Citizen Next was introduced for the 2011 election and then again for 2016.The project arose out of two key survey findings:
- voters were more likely than non-voters to have grown up in homes where politics and current events were discussed.
- non-voters were more likely to have children under 18 years of age in their households.
The goals are as follows:
• Provide experience of the electoral process to grade 11 and 12 students
• Create awareness among first time and future voters
• Build a foundation to recruit students as future election workers
• Develop familiarity and comfort with environment
• SIO promoted primarily through high school principals, coordinated through the HQ but assisted by Returning Officers.
Elections Manitoba promoted the program and recruited the students in the following manner:
- First, contacting principals of all high schools in province
- Providing them with job descriptions and application forms
- Returning Officers supported recruitment in their contact with schools
- Follow up with principals by email and phone
“We had different responses from different school: Some principals didn’t assist because they didn’t want their students missing school. Some may not have even read the information. Others were more enthusiastic and encouraged many students to participate”, Ms.Verma elaborated.
Social media accounts were developed for the first time during the 2011 general elections.and the activityincreased manifold in 2016 as they graduated from one-way communication to two-way communication. Moreover, with an aim to complement social media campaign targeting younger voters, ‘selfie stations’,at all voting places, were created. These encouraged people to share their voting experience and encourage friends and families to vote.
A mobile application was introduced in 2016 which was available for iphone/ipad, android and blackberry. It allowed users to find advance locations closest to them in real time (in Manitoba one can vote at any advance location).

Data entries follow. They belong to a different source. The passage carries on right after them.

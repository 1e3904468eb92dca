//! Composable predicates over lists of games.
//!
//! Every filter keeps the input order and returns a new list; inputs are
//! never modified. [`FilterChain`] feeds the output of each filter into the
//! next one.

use std::collections::BTreeMap;

use crate::data_fetcher::models::GameWrapper;
use crate::error::AppError;

pub trait GameFilter: Send + Sync {
    fn filter(&self, games: &[GameWrapper]) -> Vec<GameWrapper>;
}

fn retain_games(games: &[GameWrapper], keep: impl Fn(&GameWrapper) -> bool) -> Vec<GameWrapper> {
    games.iter().filter(|g| keep(g)).cloned().collect()
}

/// Games in progress (`in`, `inprogress`)
#[derive(Debug, Clone, Copy, Default)]
pub struct LiveGameFilter;

impl GameFilter for LiveGameFilter {
    fn filter(&self, games: &[GameWrapper]) -> Vec<GameWrapper> {
        retain_games(games, |g| g.state().is_live())
    }
}

/// Finished games (`post`, `final`)
#[derive(Debug, Clone, Copy, Default)]
pub struct CompletedGameFilter;

impl GameFilter for CompletedGameFilter {
    fn filter(&self, games: &[GameWrapper]) -> Vec<GameWrapper> {
        retain_games(games, |g| g.state().is_completed())
    }
}

/// Games that have not started (`pre`, `scheduled`). Postponed and cancelled
/// games are not included.
#[derive(Debug, Clone, Copy, Default)]
pub struct ScheduledGameFilter;

impl GameFilter for ScheduledGameFilter {
    fn filter(&self, games: &[GameWrapper]) -> Vec<GameWrapper> {
        retain_games(games, |g| g.state().is_scheduled())
    }
}

/// Case-insensitive substring match on either team's full name.
#[derive(Debug, Clone)]
pub struct TeamFilter {
    needle: String,
}

impl TeamFilter {
    pub fn new(team_name: &str) -> Self {
        Self {
            needle: team_name.to_lowercase(),
        }
    }
}

impl GameFilter for TeamFilter {
    fn filter(&self, games: &[GameWrapper]) -> Vec<GameWrapper> {
        retain_games(games, |g| {
            g.game.home.names.full.to_lowercase().contains(&self.needle)
                || g.game.away.names.full.to_lowercase().contains(&self.needle)
        })
    }
}

/// Exact match on any conference name of either team.
#[derive(Debug, Clone)]
pub struct ConferenceFilter {
    conference: String,
}

impl ConferenceFilter {
    pub fn new(conference: impl Into<String>) -> Self {
        Self {
            conference: conference.into(),
        }
    }
}

impl GameFilter for ConferenceFilter {
    fn filter(&self, games: &[GameWrapper]) -> Vec<GameWrapper> {
        retain_games(games, |g| {
            g.game.home.plays_in(&self.conference) || g.game.away.plays_in(&self.conference)
        })
    }
}

/// Ordered pipeline of filters. An empty chain returns its input unchanged.
#[derive(Default)]
pub struct FilterChain {
    filters: Vec<Box<dyn GameFilter>>,
}

impl FilterChain {
    pub fn new() -> Self {
        Self::default()
    }

    pub fn add_filter(mut self, filter: impl GameFilter + 'static) -> Self {
        self.filters.push(Box::new(filter));
        self
    }

    pub fn add_boxed(mut self, filter: Box<dyn GameFilter>) -> Self {
        self.filters.push(filter);
        self
    }

    pub fn len(&self) -> usize {
        self.filters.len()
    }

    pub fn is_empty(&self) -> bool {
        self.filters.is_empty()
    }
}

impl GameFilter for FilterChain {
    fn filter(&self, games: &[GameWrapper]) -> Vec<GameWrapper> {
        let mut result = games.to_vec();
        for filter in &self.filters {
            result = filter.filter(&result);
        }
        result
    }
}

/// Parameters for the filters that need one
#[derive(Debug, Clone, Default)]
pub struct FilterOptions {
    pub team_name: Option<String>,
    pub conference: Option<String>,
}

impl FilterOptions {
    pub fn team(name: impl Into<String>) -> Self {
        Self {
            team_name: Some(name.into()),
            ..Self::default()
        }
    }

    pub fn conference(name: impl Into<String>) -> Self {
        Self {
            conference: Some(name.into()),
            ..Self::default()
        }
    }
}

type FilterConstructor = fn() -> Box<dyn GameFilter>;

/// Builds filters by name. `team` and `conference` are always available
/// and take their parameter from [`FilterOptions`].
pub struct FilterFactory {
    registry: BTreeMap<String, FilterConstructor>,
}

impl Default for FilterFactory {
    fn default() -> Self {
        let mut registry: BTreeMap<String, FilterConstructor> = BTreeMap::new();
        registry.insert("live".to_string(), || Box::new(LiveGameFilter));
        registry.insert("completed".to_string(), || Box::new(CompletedGameFilter));
        registry.insert("scheduled".to_string(), || Box::new(ScheduledGameFilter));
        Self { registry }
    }
}

impl FilterFactory {
    pub fn new() -> Self {
        Self::default()
    }

    pub fn create(&self, kind: &str, options: &FilterOptions) -> Result<Box<dyn GameFilter>, AppError> {
        match kind {
            "team" => match options.team_name.as_deref() {
                Some(name) if !name.is_empty() => Ok(Box::new(TeamFilter::new(name))),
                _ => Err(AppError::config_error("team_name is required for the team filter")),
            },
            "conference" => match options.conference.as_deref() {
                Some(name) if !name.is_empty() => Ok(Box::new(ConferenceFilter::new(name))),
                _ => Err(AppError::config_error(
                    "conference is required for the conference filter",
                )),
            },
            other => self.registry.get(other).map(|make| make()).ok_or_else(|| {
                AppError::config_error(format!(
                    "Unknown filter type: {other}. Available types: {}",
                    self.available_filters().join(", ")
                ))
            }),
        }
    }

    /// Adds or replaces a parameterless filter kind.
    pub fn register(&mut self, name: impl Into<String>, constructor: FilterConstructor) {
        self.registry.insert(name.into(), constructor);
    }

    pub fn available_filters(&self) -> Vec<String> {
        self.registry
            .keys()
            .cloned()
            .chain(["team".to_string(), "conference".to_string()])
            .collect()
    }
}
//! The slice of the IRC line protocol the bot speaks.
//!
//! Inbound lines are classified by [`Inbound::parse`], which is total: any
//! string maps to exactly one variant and short or malformed input becomes
//! [`Inbound::Other`]. Outbound frames are built with [`Outbound`] and
//! encoded with a trailing CRLF.

use std::fmt;

const LINE_ENDINGS: &[char] = &['\n', '\r'];

/// A chat message addressed to a channel or directly to the bot.
#[derive(Debug, Clone, PartialEq, Eq)]
pub struct ChatMessage {
    pub sender: String,
    pub target: String,
    pub text: String,
}

impl ChatMessage {
    /// Whether the message was sent to a channel rather than to a user.
    pub fn is_channel_message(&self) -> bool {
        is_channel_name(&self.target)
    }
}

pub fn is_channel_name(target: &str) -> bool {
    target.starts_with(['#', '&', '+', '!'])
}

#[derive(Debug, Clone, PartialEq, Eq)]
pub enum Inbound {
    /// Keep-alive probe; `token` must be echoed back verbatim in a PONG.
    Probe { token: String },
    Chat(ChatMessage),
    Other,
}

impl Inbound {
    pub fn parse(line: &str) -> Inbound {
        let line = line.trim_end_matches(LINE_ENDINGS);

        let (prefix, rest) = match line.strip_prefix(':') {
            Some(tagged) => match tagged.split_once(' ') {
                Some((prefix, rest)) => (Some(prefix), rest),
                None => return Inbound::Other,
            },
            None => (None, line),
        };

        let rest = rest.trim_start_matches(' ');
        let (command, params) = rest.split_once(' ').unwrap_or((rest, ""));
        let params = params.trim_start_matches(' ');

        match command {
            "PING" => parse_probe(params),
            "PRIVMSG" => prefix
                .and_then(|prefix| parse_privmsg(prefix, params))
                .map_or(Inbound::Other, Inbound::Chat),
            _ => Inbound::Other,
        }
    }
}

fn parse_probe(params: &str) -> Inbound {
    let token = params.trim_end();
    if token.is_empty() {
        return Inbound::Other;
    }
    Inbound::Probe {
        token: token.to_string(),
    }
}

fn parse_privmsg(prefix: &str, params: &str) -> Option<ChatMessage> {
    let sender = prefix.split(['!', '@']).next().unwrap_or_default();
    let (target, trailing) = params.split_once(' ')?;
    let trailing = trailing.trim_start_matches(' ');

    // A trailing parameter without a colon can only be a single word.
    let text = match trailing.strip_prefix(':') {
        Some(text) => text,
        None => trailing.split(' ').next().unwrap_or_default(),
    };

    if sender.is_empty() || target.is_empty() || text.trim().is_empty() {
        return None;
    }

    Some(ChatMessage {
        sender: sender.to_string(),
        target: target.to_string(),
        text: text.to_string(),
    })
}

/// Frames the bot writes to the server.
#[derive(Debug, Clone, PartialEq, Eq)]
pub enum Outbound {
    User { username: String },
    Nick { nickname: String },
    Join { channel: String },
    Privmsg { target: String, text: String },
    Pong { token: String },
    Quit { reason: String },
}

impl Outbound {
    pub fn privmsg(target: impl Into<String>, text: impl Into<String>) -> Self {
        Outbound::Privmsg {
            target: target.into(),
            text: text.into(),
        }
    }

    /// Wire form of the frame, terminated by CRLF.
    pub fn encode(&self) -> String {
        let mut line = sanitize(&self.to_string());
        line.push_str("\r\n");
        line
    }
}

impl fmt::Display for Outbound {
    fn fmt(&self, f: &mut fmt::Formatter<'_>) -> fmt::Result {
        match self {
            Outbound::User { username } => write!(f, "USER {username} 8 * :{username}"),
            Outbound::Nick { nickname } => write!(f, "NICK {nickname}"),
            Outbound::Join { channel } => write!(f, "JOIN {channel}"),
            Outbound::Privmsg { target, text } => write!(f, "PRIVMSG {target} :{text}"),
            Outbound::Pong { token } => write!(f, "PONG {token}"),
            Outbound::Quit { reason } => write!(f, "QUIT :{reason}"),
        }
    }
}

// Line breaks inside a frame would let chat text inject extra commands.
fn sanitize(line: &str) -> String {
    line.replace(LINE_ENDINGS, " ")
}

She outlined the challenges as follows:
• No permanent voters list means no track demographics of the voters.
• Results of these campaigns are difficult to measure, as they are more long-term results and not easy to correlate with voter turnout
• Elementary/middle school/high school students may be interested in participating in these programs, but when it comes to voting and being consistent voters, it’s hard to maintain the engagement.
• Aboriginal youth, those not in school, disadvantaged youth are more difficult to reach.